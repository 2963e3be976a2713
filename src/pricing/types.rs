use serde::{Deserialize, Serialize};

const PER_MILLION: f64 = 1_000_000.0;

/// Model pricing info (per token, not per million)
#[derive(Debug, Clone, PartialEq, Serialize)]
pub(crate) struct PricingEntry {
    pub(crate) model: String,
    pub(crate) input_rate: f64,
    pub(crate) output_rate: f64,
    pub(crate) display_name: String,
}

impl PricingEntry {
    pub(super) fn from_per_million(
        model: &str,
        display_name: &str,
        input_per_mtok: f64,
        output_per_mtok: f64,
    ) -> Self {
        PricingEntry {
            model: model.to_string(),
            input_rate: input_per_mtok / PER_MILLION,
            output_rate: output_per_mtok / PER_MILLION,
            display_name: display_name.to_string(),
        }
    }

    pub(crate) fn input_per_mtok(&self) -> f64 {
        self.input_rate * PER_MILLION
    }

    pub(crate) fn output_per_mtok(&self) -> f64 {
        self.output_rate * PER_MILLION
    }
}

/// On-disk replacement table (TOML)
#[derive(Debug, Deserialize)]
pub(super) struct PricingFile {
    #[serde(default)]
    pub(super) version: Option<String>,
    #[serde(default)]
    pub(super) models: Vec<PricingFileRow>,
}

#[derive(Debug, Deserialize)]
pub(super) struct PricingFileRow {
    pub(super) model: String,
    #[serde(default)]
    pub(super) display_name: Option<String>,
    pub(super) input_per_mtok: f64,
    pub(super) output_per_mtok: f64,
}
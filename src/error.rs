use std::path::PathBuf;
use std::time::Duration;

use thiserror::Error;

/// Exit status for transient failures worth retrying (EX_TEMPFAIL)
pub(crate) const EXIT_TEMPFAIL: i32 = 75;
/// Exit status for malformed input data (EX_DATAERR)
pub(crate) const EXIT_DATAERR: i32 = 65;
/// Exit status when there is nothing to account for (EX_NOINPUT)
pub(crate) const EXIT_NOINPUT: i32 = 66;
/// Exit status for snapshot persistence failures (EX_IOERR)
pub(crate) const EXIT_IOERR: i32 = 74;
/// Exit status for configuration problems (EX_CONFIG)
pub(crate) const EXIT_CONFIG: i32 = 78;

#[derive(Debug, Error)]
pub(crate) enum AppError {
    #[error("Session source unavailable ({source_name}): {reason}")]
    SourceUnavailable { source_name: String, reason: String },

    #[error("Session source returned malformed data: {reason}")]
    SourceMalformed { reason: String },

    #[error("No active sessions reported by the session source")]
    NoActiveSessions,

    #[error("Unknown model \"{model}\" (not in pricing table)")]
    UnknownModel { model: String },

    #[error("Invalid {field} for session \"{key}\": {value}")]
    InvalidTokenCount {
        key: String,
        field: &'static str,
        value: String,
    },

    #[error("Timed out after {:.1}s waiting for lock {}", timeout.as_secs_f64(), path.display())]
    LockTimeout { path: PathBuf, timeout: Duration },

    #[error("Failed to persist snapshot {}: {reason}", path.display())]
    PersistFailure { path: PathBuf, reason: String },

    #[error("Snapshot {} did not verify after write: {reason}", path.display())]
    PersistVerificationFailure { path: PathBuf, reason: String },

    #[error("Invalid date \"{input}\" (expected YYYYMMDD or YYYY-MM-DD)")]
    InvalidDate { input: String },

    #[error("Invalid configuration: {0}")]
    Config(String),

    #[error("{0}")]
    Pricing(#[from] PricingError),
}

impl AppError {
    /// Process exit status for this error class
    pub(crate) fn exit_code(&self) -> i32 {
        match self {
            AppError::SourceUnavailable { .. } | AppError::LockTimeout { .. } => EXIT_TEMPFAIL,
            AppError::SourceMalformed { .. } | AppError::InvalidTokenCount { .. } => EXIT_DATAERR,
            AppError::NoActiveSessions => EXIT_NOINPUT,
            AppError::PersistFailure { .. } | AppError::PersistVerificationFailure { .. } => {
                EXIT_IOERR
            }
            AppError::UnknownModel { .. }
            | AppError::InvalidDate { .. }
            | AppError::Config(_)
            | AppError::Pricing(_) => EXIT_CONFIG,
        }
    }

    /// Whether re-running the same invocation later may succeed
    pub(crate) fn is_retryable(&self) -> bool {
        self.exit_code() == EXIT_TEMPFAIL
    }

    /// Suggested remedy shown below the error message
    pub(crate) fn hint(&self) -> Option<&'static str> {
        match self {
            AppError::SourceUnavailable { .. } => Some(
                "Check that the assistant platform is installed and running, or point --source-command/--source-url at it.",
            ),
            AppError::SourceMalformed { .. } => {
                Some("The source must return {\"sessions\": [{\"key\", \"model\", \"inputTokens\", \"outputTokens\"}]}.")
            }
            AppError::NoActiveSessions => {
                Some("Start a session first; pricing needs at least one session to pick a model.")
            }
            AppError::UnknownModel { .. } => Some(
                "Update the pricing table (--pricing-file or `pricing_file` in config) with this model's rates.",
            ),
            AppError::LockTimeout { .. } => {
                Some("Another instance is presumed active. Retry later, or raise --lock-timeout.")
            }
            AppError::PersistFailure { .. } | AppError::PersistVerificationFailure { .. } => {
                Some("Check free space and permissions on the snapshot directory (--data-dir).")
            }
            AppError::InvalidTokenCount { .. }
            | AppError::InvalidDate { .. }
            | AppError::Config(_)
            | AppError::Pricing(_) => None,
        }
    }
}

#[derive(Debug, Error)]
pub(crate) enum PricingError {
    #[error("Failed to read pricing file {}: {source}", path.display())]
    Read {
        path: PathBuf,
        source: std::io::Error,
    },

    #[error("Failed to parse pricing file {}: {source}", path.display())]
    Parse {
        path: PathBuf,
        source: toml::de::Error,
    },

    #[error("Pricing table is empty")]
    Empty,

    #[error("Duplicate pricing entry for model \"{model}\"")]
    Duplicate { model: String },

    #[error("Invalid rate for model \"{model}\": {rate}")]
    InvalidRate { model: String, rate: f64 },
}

----------------------------------------

Of the lines above, show those in which "configuration" appears.

/// Exit status for configuration problems (EX_CONFIG)
    #[error("Invalid configuration: {0}")]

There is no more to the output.